AMBIVALENCES AND INFLUENCES

How does Darwin's Darwinism relate to social Darwinism and eugenics? Like many foes of Darwinism, past and present, the American populist and creationist William Jennings Bryan thought a straight line ran from Darwin's theory ('a dogma of darkness and death') to beliefs that it is right for the strong to crowd out the weak, and that the only hope for human improvement lay in selective breeding. Darwin's defenders, on the other hand, have typically viewed social Darwinism and eugenics as perversions of his theory. Daniel Dennett speaks for many biologists and philosophers of science when he characterises social Darwinism as 'an odious misapplication of Darwinian thinking'. Few professional historians believe either that Darwin's theory leads directly to these doctrines or that they are entirely unrelated. But both the nature and significance of the link are disputed.

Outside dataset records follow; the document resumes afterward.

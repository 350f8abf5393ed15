//! 시스템 전반에서 사용되는 공통 타입.
//!
//! 이 모듈은 거래소 조회 결과를 표현하는 타입을 정의합니다:
//! - `Position` - 한 심볼의 오픈 포지션 스냅샷
//! - `OrderLine` - 리포트에 표시할 오픈 주문 한 줄
//! - `Market` - 티커 조회 대상 시장 구분

use chrono::{DateTime, Utc};
use rust_decimal::Decimal;
use serde::{Deserialize, Serialize};
use std::fmt;

/// 포지션 방향.
///
/// `position_amt`의 부호에서 파생됩니다 (양수 = Long, 음수 = Short, 0 = Flat).
#[derive(Debug, Clone, Copy, PartialEq, Eq, Serialize, Deserialize)]
pub enum PositionSide {
    /// 롱 포지션
    Long,
    /// 숏 포지션
    Short,
    /// 포지션 없음
    Flat,
}

impl fmt::Display for PositionSide {
    fn fmt(&self, f: &mut fmt::Formatter<'_>) -> fmt::Result {
        match self {
            PositionSide::Long => write!(f, "Long"),
            PositionSide::Short => write!(f, "Short"),
            PositionSide::Flat => write!(f, "Flat"),
        }
    }
}

/// 한 심볼의 오픈 포지션 스냅샷.
///
/// 조회 시점의 상태를 그대로 담는 일시적 값이며, 요청 간에 보존되지 않습니다.
#[derive(Debug, Clone, Serialize, Deserialize)]
pub struct Position {
    /// 거래 심볼 (예: "BTCUSDT")
    pub symbol: String,
    /// 부호 있는 포지션 수량 (양수 = Long, 음수 = Short)
    pub position_amt: Decimal,
    /// 명목 가치 (절대값)
    pub notional: Decimal,
    /// 평균 진입 가격
    pub entry_price: Decimal,
    /// 현재 마크 가격
    pub mark_price: Decimal,
    /// 미실현 손익
    pub unrealized_profit: Decimal,
    /// 격리 지갑 잔고
    pub isolated_wallet: Decimal,
    /// 레버리지
    pub leverage: Decimal,
    /// 청산 가격
    pub liquidation_price: Decimal,
    /// 거래소 기준 마지막 업데이트 시각
    pub update_time: DateTime<Utc>,
}

impl Position {
    /// 포지션 수량의 부호에서 방향을 판별합니다.
    pub fn side(&self) -> PositionSide {
        if self.position_amt > Decimal::ZERO {
            PositionSide::Long
        } else if self.position_amt < Decimal::ZERO {
            PositionSide::Short
        } else {
            PositionSide::Flat
        }
    }

    /// 오픈 포지션이 없는 상태인지 확인합니다.
    pub fn is_flat(&self) -> bool {
        self.position_amt.is_zero()
    }
}

/// 오픈 주문 유형.
///
/// 표시 가격의 해석 규칙이 유형마다 다릅니다:
/// - `TrailingStopMarket`: 활성화 가격과 콜백 비율 표시
/// - `StopMarket`: 스톱 가격 표시
/// - 그 외: 일반 주문 가격 표시
#[derive(Debug, Clone, PartialEq, Eq, Serialize, Deserialize)]
pub enum OrderKind {
    /// 스톱 마켓 주문
    StopMarket,
    /// 트레일링 스톱 마켓 주문
    TrailingStopMarket,
    /// 그 외 주문 유형 (소문자 원본 문자열 보존)
    Other(String),
}

impl OrderKind {
    /// 거래소의 `origType` 필드에서 주문 유형을 판별합니다.
    pub fn from_orig_type(orig_type: &str) -> Self {
        match orig_type.to_lowercase().as_str() {
            "stop_market" => OrderKind::StopMarket,
            "trailing_stop_market" => OrderKind::TrailingStopMarket,
            other => OrderKind::Other(other.to_string()),
        }
    }
}

impl fmt::Display for OrderKind {
    fn fmt(&self, f: &mut fmt::Formatter<'_>) -> fmt::Result {
        match self {
            OrderKind::StopMarket => write!(f, "stop_market"),
            OrderKind::TrailingStopMarket => write!(f, "trailing_stop_market"),
            OrderKind::Other(name) => write!(f, "{}", name),
        }
    }
}

/// 리포트에 표시할 오픈 주문 한 줄.
///
/// `display_price`는 주문 유형별 해석 규칙이 이미 적용된 가격입니다.
#[derive(Debug, Clone, Serialize, Deserialize)]
pub struct OrderLine {
    /// 주문 유형
    pub kind: OrderKind,
    /// 유형별 규칙이 적용된 표시 가격
    pub display_price: Decimal,
    /// 활성화 가격 (트레일링 스톱 전용)
    #[serde(skip_serializing_if = "Option::is_none")]
    pub activation_price: Option<Decimal>,
    /// 콜백 비율 (트레일링 스톱 전용)
    #[serde(skip_serializing_if = "Option::is_none")]
    pub price_rate: Option<Decimal>,
}

/// 티커 조회 대상 시장.
#[derive(Debug, Clone, Copy, PartialEq, Eq, Serialize, Deserialize)]
pub enum Market {
    /// 현물 시장 (공개 엔드포인트, 서명 불필요)
    Spot,
    /// USDⓈ-M 선물 시장 (서명 필요)
    Futures,
}

#[cfg(test)]
mod tests {
    use super::*;
    use rust_decimal_macros::dec;

    fn position_with_amt(amt: Decimal) -> Position {
        Position {
            symbol: "BTCUSDT".to_string(),
            position_amt: amt,
            notional: dec!(1000),
            entry_price: dec!(50000),
            mark_price: dec!(51000),
            unrealized_profit: dec!(20),
            isolated_wallet: dec!(100),
            leverage: dec!(10),
            liquidation_price: dec!(45000),
            update_time: Utc::now(),
        }
    }

    #[test]
    fn test_position_side_from_sign() {
        assert_eq!(position_with_amt(dec!(0.5)).side(), PositionSide::Long);
        assert_eq!(position_with_amt(dec!(-0.5)).side(), PositionSide::Short);
        assert_eq!(position_with_amt(Decimal::ZERO).side(), PositionSide::Flat);
    }

    #[test]
    fn test_position_is_flat() {
        assert!(position_with_amt(Decimal::ZERO).is_flat());
        assert!(!position_with_amt(dec!(0.001)).is_flat());
    }

    #[test]
    fn test_order_kind_from_orig_type() {
        assert_eq!(
            OrderKind::from_orig_type("STOP_MARKET"),
            OrderKind::StopMarket
        );
        assert_eq!(
            OrderKind::from_orig_type("trailing_stop_market"),
            OrderKind::TrailingStopMarket
        );
        assert_eq!(
            OrderKind::from_orig_type("LIMIT"),
            OrderKind::Other("limit".to_string())
        );
    }

    #[test]
    fn test_order_kind_display() {
        assert_eq!(OrderKind::StopMarket.to_string(), "stop_market");
        assert_eq!(
            OrderKind::TrailingStopMarket.to_string(),
            "trailing_stop_market"
        );
        assert_eq!(
            OrderKind::Other("limit".to_string()).to_string(),
            "limit"
        );
    }
}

This chapter examines the views held by Darwin himself and by later Darwinians on the implications of his theory for social life, and it assesses the social impact made by these views. More specifically: section II discusses the debates about human evolution in the wake of Darwin’s Origin of Species (1859).3 Sections III and IV analyse Darwin’s ambiguous contribution to these debates. Sometimes celebrating competitive struggle, he also wished to moderate its effects, but thought restrictions on breeding impractical and immoral. Sections V and VI see how others interpreted both the science and social meaning of Darwinism. Darwin’s followers found in his ambiguities legitimation for whatever they favoured: laissez-faire capitalism, certainly, but also liberal reform, anarchism and socialism; colonial conquest, war and patriarchy, but also anti-imperialism, peace and feminism.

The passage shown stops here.